■ WHAT TO WORK ON
How many lines in the data hold the string "comments"? State the number alone.

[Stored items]
◆ ◆ ◆ ◆ ◆
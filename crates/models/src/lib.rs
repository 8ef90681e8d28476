pub mod game;
pub mod guarantee;
pub mod pricing;
pub mod rental;
use super::pagination::{PaginationMeta, default_page};
use chrono::NaiveDateTime;
use database::{entities::games, services::game::NewGame};
use sea_orm::prelude::Uuid;
use serde::{Deserialize, Serialize};
use utoipa::{IntoParams, ToSchema};

#[derive(Debug, Serialize, ToSchema)]
pub struct GameResponse {
    pub id: Uuid,
    pub name: String,
    pub players_min: i32,
    pub players_max: i32,
    /// e.g. "2 à 4 joueurs"
    pub players: String,
    pub duration_min: i32,
    pub duration_max: i32,
    /// e.g. "30 minutes"
    pub duration: String,
    pub picture: Option<String>,
    pub nb_rented: i32,
    pub description: String,
    pub comments: Option<String>,
    pub date: NaiveDateTime,
    pub is_rented: bool,
}

impl From<games::Model> for GameResponse {
    fn from(game: games::Model) -> Self {
        Self {
            players: game.players(),
            duration: game.duration(),
            id: game.id,
            name: game.name,
            players_min: game.players_min,
            players_max: game.players_max,
            duration_min: game.duration_min,
            duration_max: game.duration_max,
            picture: game.picture,
            nb_rented: game.nb_rented,
            description: game.description,
            comments: game.comments,
            date: game.date,
            is_rented: game.is_rented,
        }
    }
}

#[derive(Debug, Serialize, ToSchema)]
pub struct PaginatedGamesResponse {
    pub games: Vec<GameResponse>,
    pub pagination: PaginationMeta,
}

#[derive(Debug, Deserialize, ToSchema)]
pub struct CreateGameRequest {
    pub name: String,
    pub players_min: i32,
    pub players_max: i32,
    pub duration_min: i32,
    pub duration_max: i32,
    pub picture: Option<String>,
    pub description: String,
    pub comments: Option<String>,
}

impl From<CreateGameRequest> for NewGame {
    fn from(req: CreateGameRequest) -> Self {
        Self {
            name: req.name,
            players_min: req.players_min,
            players_max: req.players_max,
            duration_min: req.duration_min,
            duration_max: req.duration_max,
            picture: req.picture,
            description: req.description,
            comments: req.comments,
        }
    }
}

#[derive(Debug, Deserialize, ToSchema, IntoParams)]
pub struct GameQueryParams {
    #[serde(default = "default_page")]
    pub page: u64,

    #[serde(default = "default_per_page")]
    pub per_page: u64,

    /// Case-insensitive substring of the game name
    pub q: Option<String>,
}

#[derive(Debug, Deserialize, ToSchema, IntoParams)]
pub struct AvailableGamesParams {
    /// Case-insensitive prefix of the game name
    pub q: Option<String>,
}

fn default_per_page() -> u64 {
    5
}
◆ ◆ ◆ ◆ ◆
■ COMPLETED TASK
4